-- Extracted material follows --
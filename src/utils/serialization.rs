// src/utils/serialization.rs
//! Serialization utilities for DID documents and linked resources.
//!
//! Provides:
//! - JSON helpers used when writing documents to the registry contract
//! - A deserializer for JSON-LD properties that may hold one value or many

use serde::{Deserialize, Deserializer, Serialize};
use serde_json;

/// Serializes a value to a JSON string.
///
/// # Arguments
/// * `data` - The value to serialize (must implement `Serialize`)
///
/// # Returns
/// - `Ok(String)` with JSON representation on success
/// - `Err(serde_json::Error)` if serialization fails
pub fn serialize<T: Serialize>(data: &T) -> Result<String, serde_json::Error> {
    serde_json::to_string(data)
}

/// Deserializes a value from a JSON string.
///
/// # Arguments
/// * `data` - JSON string to deserialize
///
/// # Returns
/// - `Ok(T)` with deserialized value on success
/// - `Err(serde_json::Error)` if deserialization fails
pub fn deserialize<'a, T: Deserialize<'a>>(data: &'a str) -> Result<T, serde_json::Error> {
    serde_json::from_str(data)
}

/// Accepts either `"value"` or `["value", ...]` and always yields a list.
///
/// `@context` is written both ways by different DID tooling.
pub fn one_or_many<'de, D>(deserializer: D) -> Result<Vec<String>, D::Error>
where
    D: Deserializer<'de>,
{
    #[derive(Deserialize)]
    #[serde(untagged)]
    enum OneOrMany {
        One(String),
        Many(Vec<String>),
    }

    Ok(match Option::<OneOrMany>::deserialize(deserializer)? {
        Some(OneOrMany::One(value)) => vec![value],
        Some(OneOrMany::Many(values)) => values,
        None => Vec::new(),
    })
}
-- Extracted material concluded --
§ **What is being asked**
Find the word "with" in the data and show each line that holds it.

§ **Result of the task**
/// - `Ok(String)` with JSON representation on success
/// - `Ok(T)` with deserialized value on success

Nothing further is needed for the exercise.